Defining Clickable Regions In An Image


To create an image map in an HTML document, you must begin with a graphic image file in either GIF or JPEG format. The image of the cube (see Client-side Image maps) was created in Microsoft Paint and saved as a JPEG file.

You then need to identify the coordinates of each region or hot spot within the image that you wish to link with an associated URL. When the user clicks within a specific region, the browser will load the corresponding Web page. The regions are defined by pixel coordinates relative to the upper left corner of the image, which corresponds to coordinate (0,0). The first coordinate is the horizontal or x coordinate, whose value increases as you move from left to right within the image. The second coordinate is the vertical or y coordinate, whose value increases as you move from top to bottom in the image.

If you create your own graphic in a program such as Microsoft Paint, the coordinates of any pixel pointed to by the mouse are displayed at the bottom of the screen; however, if you wish to use an existing graphic you may wish to use software specifically designed to map an image for this purpose.

There are various tools and software packages available to ease the production of image maps - these eliminate the need for measuring or calculating the coordinates. Mapedit (figure 3) was used to work out the coordinates for the image of the cube, although most graphics and web authoring packages are also capable of constructing the maps by selecting the object or area and typing in the URL. Only rectangles, circles and polygons can be used as areas in the HTML code.


(Figure 3)

When you open Mapedit, a dialogue box appears to choose an HTML file to open. When the appropriate file is open Mapedit lists all the image files in the page (figure 2). Select the image to be used as the image map. Choose the shape tool relative to the shape of the area where you wish to attach a link and apply this to the image.

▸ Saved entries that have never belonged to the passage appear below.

use std::fs;
use std::io::{Read, Seek, SeekFrom};
use std::path::Path;

use crate::errors::*;

use super::StreamFlags;

/// A seekable byte source.
pub trait InputStream {
    /// Reads up to `buf.len()` bytes, returns the number of bytes actually read.
    fn read_bytes(&mut self, buf: &mut [u8]) -> usize;

    /// The total size of this source in bytes.
    fn size(&self) -> u64;

    /// The current read position.
    fn tell(&self) -> u64;

    /// Moves the read position. Seeking past the end raises `eof`.
    fn seek(&mut self, pos: u64);

    fn flags(&self) -> StreamFlags;

    fn flags_mut(&mut self) -> &mut StreamFlags;

    #[inline]
    fn eof(&self) -> bool {
        self.flags().eof
    }

    #[inline]
    fn invalid(&self) -> bool {
        self.flags().invalid
    }

    #[inline]
    fn set_eof(&mut self) {
        self.flags_mut().eof = true;
    }

    #[inline]
    fn set_invalid(&mut self) {
        self.flags_mut().invalid = true;
    }

    /// Clears both failure flags.
    #[inline]
    fn clear(&mut self) {
        *self.flags_mut() = StreamFlags::default();
    }

    /// The number of bytes between the read position and the end.
    #[inline]
    fn remaining(&self) -> u64 {
        self.size().saturating_sub(self.tell())
    }

    /// Fills `buf` completely, or raises `eof` and returns false.
    fn read_exact_bytes(&mut self, buf: &mut [u8]) -> bool {
        let mut filled = 0;
        while filled < buf.len() {
            let n = self.read_bytes(&mut buf[filled..]);
            if n == 0 {
                self.set_eof();
                return false;
            }

            filled += n;
        }

        true
    }

    /// Converts raised flags into an error.
    fn check(&self) -> Result<()> {
        let flags = self.flags();
        if flags.eof {
            Err(Error::IO(format!(
                "unexpected end of stream at {} of {} bytes.",
                self.tell(),
                self.size()
            )))
        } else if flags.invalid {
            Err(Error::Corrupt(format!(
                "invalid data near {} of {} bytes.",
                self.tell(),
                self.size()
            )))
        } else {
            Ok(())
        }
    }
}

/// Reads from a borrowed byte slice.
#[derive(Debug)]
pub struct SliceInput<'a> {
    bytes: &'a [u8],
    pos: usize,
    flags: StreamFlags,
}

impl<'a> SliceInput<'a> {
    pub fn new(bytes: &'a [u8]) -> Self {
        SliceInput {
            bytes,
            pos: 0,
            flags: StreamFlags::default(),
        }
    }
}

impl<'a> InputStream for SliceInput<'a> {
    fn read_bytes(&mut self, buf: &mut [u8]) -> usize {
        let n = buf.len().min(self.bytes.len() - self.pos);
        buf[..n].copy_from_slice(&self.bytes[self.pos..self.pos + n]);
        self.pos += n;
        n
    }

    #[inline]
    fn size(&self) -> u64 {
        self.bytes.len() as u64
    }

    #[inline]
    fn tell(&self) -> u64 {
        self.pos as u64
    }

    fn seek(&mut self, pos: u64) {
        if pos > self.bytes.len() as u64 {
            self.pos = self.bytes.len();
            self.set_eof();
        } else {
            self.pos = pos as usize;
        }
    }

    #[inline]
    fn flags(&self) -> StreamFlags {
        self.flags
    }

    #[inline]
    fn flags_mut(&mut self) -> &mut StreamFlags {
        &mut self.flags
    }
}

/// Reads from any `std::io` source that can seek, such like a `File`. IO errors raise `eof`.
#[derive(Debug)]
pub struct ReaderInput<R: Read + Seek> {
    inner: R,
    size: u64,
    pos: u64,
    flags: StreamFlags,
}

impl ReaderInput<fs::File> {
    /// Opens the file at `path` for reading.
    pub fn open<P: AsRef<Path>>(path: P) -> Result<Self> {
        let file = fs::File::open(path)?;
        ReaderInput::new(file)
    }
}

impl<R: Read + Seek> ReaderInput<R> {
    /// Wraps `inner`, the current position of `inner` becomes the read position.
    pub fn new(mut inner: R) -> Result<Self> {
        let pos = inner.seek(SeekFrom::Current(0))?;
        let size = inner.seek(SeekFrom::End(0))?;
        inner.seek(SeekFrom::Start(pos))?;

        Ok(ReaderInput {
            inner,
            size,
            pos,
            flags: StreamFlags::default(),
        })
    }

    pub fn get_ref(&self) -> &R {
        &self.inner
    }

    pub fn into_inner(self) -> R {
        self.inner
    }
}

impl<R: Read + Seek> InputStream for ReaderInput<R> {
    fn read_bytes(&mut self, buf: &mut [u8]) -> usize {
        loop {
            match self.inner.read(buf) {
                Ok(n) => {
                    self.pos += n as u64;
                    return n;
                }
                Err(ref err) if err.kind() == ::std::io::ErrorKind::Interrupted => continue,
                Err(err) => {
                    warn!("Failed to read from stream. {}", err);
                    self.set_eof();
                    return 0;
                }
            }
        }
    }

    #[inline]
    fn size(&self) -> u64 {
        self.size
    }

    #[inline]
    fn tell(&self) -> u64 {
        self.pos
    }

    fn seek(&mut self, pos: u64) {
        if pos > self.size {
            self.set_eof();
            return;
        }

        match self.inner.seek(SeekFrom::Start(pos)) {
            Ok(v) => self.pos = v,
            Err(err) => {
                warn!("Failed to seek stream to {}. {}", pos, err);
                self.set_eof();
            }
        }
    }

    #[inline]
    fn flags(&self) -> StreamFlags {
        self.flags
    }

    #[inline]
    fn flags_mut(&mut self) -> &mut StreamFlags {
        &mut self.flags
    }
}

Another dialogue box will appear prompting you to type in the URL for the particular link to this 'hot spot' (figure 4).

The URL you enter should be a legal URL. For example: Relative URLs such as filename.htm are even better because they still work if you move your documents to another site. Do not enter HTML tags in the URL field. Only the URL is needed.

ALT (Alternative) Text - It is suggested that a text alternative is entered (the ALT field) for each hotspot. When your page is viewed by a web browser that does not support graphics, the user may also be presented with a menu of the text alternatives, instead of an image.